The famous physician, Dr. M.K-u-R of Mez Road, Ignat (Medical Specialist & Gastroenterologist) is, by the grace of God, safe and well. A baseless rumor was spread some days ago that he had died in a crane accident in the Holy Mosque in Makkah. This rumor is totally unfounded. Dr. M.K-u-R has not in fact gone for Hajj at all this year. He is available as usual in his clinic to serve patients. Dr. M.K-u-R says that no one should heed this false rumor. He is, by the grace of God, safe and sound and is running his clinic regularly. The man obviously pretended that someone else wrote and published this announcement on his behalf. This Famous Physician, incidentally, was once my student at Khyber Medical College.

Many of us make no distinction between our Register able professional qualifications and our job description or employment designation. Assistant Professor, Associate Professor, Professor, Consultant, Director, Principal, CEO, Chairperson, Ambassador, President, Prime Minister, Vice-Chancellor, etc. are all career designations rather than qualifications. You may add such titles to your name in personal as well as formal correspondence as long as you hold such an office. The title ends with your retirement, resignation, expiry of contract, or getting kicked out anytime. It is unethical and unlawful to continue to call oneself Professor after retirement.

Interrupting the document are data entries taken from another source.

//! Rate gate: per-resource-class quota tracking for the GitHub API.
//!
//! Every request asks the gate first (`before_request`) and every response
//! reports back (`after_response`). State for all classes sits behind one
//! mutex that is only held for reads and writes: a class that is out of quota
//! sleeps outside the lock, so unrelated classes are never held up.

use std::collections::HashMap;
use std::sync::Arc;
use std::time::Duration;

use reqwest::header::HeaderMap;
use serde::{Deserialize, Serialize};
use tokio::sync::Mutex;

pub const LIMIT_HEADER: &str = "x-ratelimit-limit";
pub const REMAINING_HEADER: &str = "x-ratelimit-remaining";
pub const RESET_HEADER: &str = "x-ratelimit-reset";

/// Quota snapshot for one resource class.
#[derive(Debug, Clone, Copy, PartialEq, Eq, Serialize, Deserialize)]
pub struct RateStatus {
    pub limit: u32,
    pub remaining: u32,
    /// Unix epoch seconds at which `remaining` resets.
    pub reset: i64,
}

impl RateStatus {
    /// Optimistic status for a class with no observed response yet.
    pub fn unseen(now: i64) -> Self {
        Self {
            limit: 1,
            remaining: 1,
            reset: now,
        }
    }

    /// Parse the three `X-RateLimit-*` headers. Missing or malformed → None.
    pub fn from_headers(headers: &HeaderMap) -> Option<Self> {
        fn header<T: std::str::FromStr>(headers: &HeaderMap, name: &str) -> Option<T> {
            headers.get(name)?.to_str().ok()?.trim().parse().ok()
        }
        Some(Self {
            limit: header(headers, LIMIT_HEADER)?,
            remaining: header(headers, REMAINING_HEADER)?,
            reset: header(headers, RESET_HEADER)?,
        })
    }

    /// Seconds to wait before a request may be issued. Zero when quota is left
    /// or the reset time has passed (clock skew clamps to zero).
    pub fn wait_secs(&self, now: i64) -> u64 {
        if self.remaining > 0 {
            return 0;
        }
        self.reset.saturating_sub(now).max(0) as u64
    }
}

/// Callback invoked with every status update: `(status, resource_class)`.
pub type RateNotice = Arc<dyn Fn(&RateStatus, &str) + Send + Sync>;

/// Source of "now" in Unix epoch seconds.
pub type Clock = Arc<dyn Fn() -> i64 + Send + Sync>;

fn system_clock() -> Clock {
    Arc::new(|| chrono::Utc::now().timestamp())
}

/// Shared quota gate for all polling tasks.
pub struct RateGate {
    rates: Mutex<HashMap<String, RateStatus>>,
    notice: Option<RateNotice>,
    clock: Clock,
}

impl RateGate {
    pub fn new() -> Self {
        Self {
            rates: Mutex::new(HashMap::new()),
            notice: None,
            clock: system_clock(),
        }
    }

    /// Set the status-update callback.
    pub fn with_notice<F>(mut self, f: F) -> Self
    where
        F: Fn(&RateStatus, &str) + Send + Sync + 'static,
    {
        self.notice = Some(Arc::new(f));
        self
    }

    /// Replace the wall clock (used by tests with paused tokio time).
    pub fn with_clock(mut self, clock: Clock) -> Self {
        self.clock = clock;
        self
    }

    fn now(&self) -> i64 {
        (self.clock)()
    }

    /// Current status of a class, or the optimistic default if never seen.
    pub async fn status(&self, resource_class: &str) -> RateStatus {
        let rates = self.rates.lock().await;
        rates
            .get(resource_class)
            .copied()
            .unwrap_or_else(|| RateStatus::unseen(self.now()))
    }

    /// Wait until a request against `resource_class` may be issued.
    /// Returns how long the caller was suspended.
    pub async fn before_request(&self, resource_class: &str) -> Duration {
        let mut waited = Duration::ZERO;
        loop {
            let wait_secs = {
                let rates = self.rates.lock().await;
                match rates.get(resource_class) {
                    Some(status) => status.wait_secs(self.now()),
                    None => 0,
                }
            };
            if wait_secs == 0 {
                return waited;
            }
            tracing::debug!(
                "⏳ Rate limit exhausted for '{}', waiting {}s",
                resource_class,
                wait_secs
            );
            let wait = Duration::from_secs(wait_secs);
            tokio::time::sleep(wait).await;
            waited += wait;
        }
    }

    /// Record the quota headers of a response. Responses without all three
    /// headers (redirects, non-API hosts) leave the state untouched.
    pub async fn after_response(&self, resource_class: &str, headers: &HeaderMap) -> Option<RateStatus> {
        let status = RateStatus::from_headers(headers)?;
        self.update(resource_class, status).await;
        Some(status)
    }

    /// Overwrite the status of a class and notify the callback.
    pub async fn update(&self, resource_class: &str, status: RateStatus) {
        let mut rates = self.rates.lock().await;
        rates.insert(resource_class.to_string(), status);
        if let Some(notice) = &self.notice {
            notice(&status, resource_class);
        }
    }
}

impl Default for RateGate {
    fn default() -> Self {
        Self::new()
    }
}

Tony Blair no longer refers to himself as Prime Minister or Ex-Prime Minister, nor does Barack Obama call himself President or Ex-President of the USA. A university or other recognized institution may grant you the special privilege to continue using for life the title Professor Emeritus if you are a male or Professor Emerita if you are a female. Emeritus Professor is lopsided and should not be used. Incidentally, in Pakistan one also loses the status of being a Gazetted Officer (i.e. a Notary Public) for the purpose of Attesting any legal document the day one retires. Speaking of the late Professor Thomas Harrison is in order if the gentleman had died while holding that post. Arbitrary convention in many countries allows retired army officers to continue writing their ranks with the letters Retd in brackets, e.g. Gen. (Retd) Javed Qamar Bajwa. My own letterhead, while I was in service until 4 March 1996, read as follows:

Alaf Khan, MBChB DCH FRCP
Professor of Medicine
Postgraduate Medical Institute,
Lady Reading Hospital, Peshawar – Pakistan.

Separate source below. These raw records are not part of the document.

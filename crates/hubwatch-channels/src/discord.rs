//! Discord transport: one incoming webhook per recipient, card bodies as embeds.

use async_trait::async_trait;
use hubwatch_core::config::DiscordTransportConfig;
use hubwatch_core::error::{HubWatchError, Result};
use hubwatch_core::traits::Transport;
use hubwatch_core::types::{Message, MessageBody, RecipientId};

/// Discord rejects message content over this many characters.
const MAX_CONTENT: usize = 2000;

pub struct DiscordTransport {
    config: DiscordTransportConfig,
    client: reqwest::Client,
}

impl DiscordTransport {
    pub fn new(config: DiscordTransportConfig) -> Self {
        Self {
            config,
            client: reqwest::Client::new(),
        }
    }

    fn webhook_for(&self, recipient: RecipientId) -> Result<&str> {
        self.config
            .webhooks
            .get(&recipient.to_string())
            .map(String::as_str)
            .ok_or_else(|| HubWatchError::Dispatch(format!("No Discord webhook for recipient {recipient}")))
    }
}

fn truncate(s: &str, max: usize) -> String {
    if s.chars().count() <= max {
        s.to_string()
    } else {
        let mut out: String = s.chars().take(max.saturating_sub(1)).collect();
        out.push('…');
        out
    }
}

/// Webhook payload for a message body.
pub fn render(message: &Message) -> serde_json::Value {
    match &message.body {
        MessageBody::Card {
            brief,
            title,
            url,
            summary,
            source,
            picture,
        } => {
            let mut embed = serde_json::json!({
                "title": truncate(title, 256),
                "url": url,
                "description": summary.join(" · "),
                "color": 0x00AAFF,
                "author": { "name": brief },
                "footer": {
                    "text": format!("{} • {}", source, message.created_at.format("%H:%M:%S UTC"))
                }
            });
            if let Some(picture) = picture {
                embed["thumbnail"] = serde_json::json!({ "url": picture });
            }
            serde_json::json!({ "embeds": [embed] })
        }
        _ => serde_json::json!({ "content": truncate(&message.to_plain_text(), MAX_CONTENT) }),
    }
}

#[async_trait]
impl Transport for DiscordTransport {
    fn name(&self) -> &str {
        "discord"
    }

    async fn send(&self, recipient: RecipientId, message: &Message) -> Result<()> {
        let url = self.webhook_for(recipient)?;
        let resp = self
            .client
            .post(url)
            .json(&render(message))
            .timeout(std::time::Duration::from_secs(10))
            .send()
            .await
            .map_err(|e| HubWatchError::Dispatch(format!("Discord send failed: {e}")))?;

        if resp.status().is_success() {
            tracing::debug!("✅ Discord notification sent to {}", recipient);
            Ok(())
        } else {
            let status = resp.status();
            let body = resp.text().await.unwrap_or_default();
            Err(HubWatchError::Dispatch(format!("Discord webhook error {status}: {body}")))
        }
    }
}

#[cfg(test)]
mod tests {
    use super::*;

    #[test]
    fn test_card_becomes_embed() {
        let msg = Message::new(MessageBody::Card {
            brief: "repo-release".into(),
            title: "v1.0.0".into(),
            url: "https://github.com/a/b/releases/tag/v1.0.0".into(),
            summary: vec!["linux.tar.gz".into(), "v1.0.0".into()],
            source: "repo-release".into(),
            picture: Some("https://avatars/1".into()),
        });
        let payload = render(&msg);
        let embed = &payload["embeds"][0];
        assert_eq!(embed["title"], "v1.0.0");
        assert_eq!(embed["description"], "linux.tar.gz · v1.0.0");
        assert_eq!(embed["thumbnail"]["url"], "https://avatars/1");
    }

    #[test]
    fn test_long_text_is_truncated() {
        let msg = Message::new(MessageBody::Text("x".repeat(5000)));
        let payload = render(&msg);
        assert_eq!(payload["content"].as_str().unwrap().chars().count(), MAX_CONTENT);
    }

    #[tokio::test]
    async fn test_unknown_recipient_is_dispatch_error() {
        let transport = DiscordTransport::new(DiscordTransportConfig::default());
        let err = transport
            .send(1, &Message::new(MessageBody::Text("hi".into())))
            .await
            .unwrap_err();
        assert!(matches!(err, HubWatchError::Dispatch(_)));
    }
}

During the few years of private practice after retirement, it was changed to:

Alaf Khan, MBChB DCH FRCP

The signboard above the entrance to my private office showed only my name and occupation (i.e. Alaf Khan — Physician) in Urdu only as below:

The change did not affect the number of those who wished to consult me.
One of our senior medical teachers continues to use his usual letterhead in its customary bold font for about three decades after his retirement. Here it is:

Prof. Nrxlfatgyn Amba Nmhk
F.R.C.P. (LONDON) F.R.C.P. (EDIN) F.A.C.C. (USA) F.C.P.S. (PAK)
President’s Award For Pride Of Performance
President’s Award For Lifetime Achievement
Governor’s Award For Lifetime Achievement
Honorary Physician To The President 
Honorary Brigadier Army Medical Corps
Former Health Minister Nvg Province 
Principal Brehyk Medical College
Dean Faculty Of Medicine, University Of Sawahntp
Vice President, Pakistan Medical and Dental Council

Little space is left for recording the patient’s history, clinical findings, lab results, or the diagnosis. The patient’s own name, his/her history, the date of consultation, and clinical findings are not recorded. Every male patient is Khan and every female one is Bibi. Then follows a list of the prescribed drugs. This is perhaps a shrewd ploy for dodging the Income Tax Officer as well as any troublesome patient who might be tempted to sue the gentleman for some reason. A nameless and dateless prescription sheet has little weight in a court of law or in the Income Tax Appeal Tribunal. Allah posed a blunt question to us more than 1400 years ago: Believers! Why do you say that which you do it not? Greatly abhorred by Allah is that which you utter but do it not (Quran 61: 3).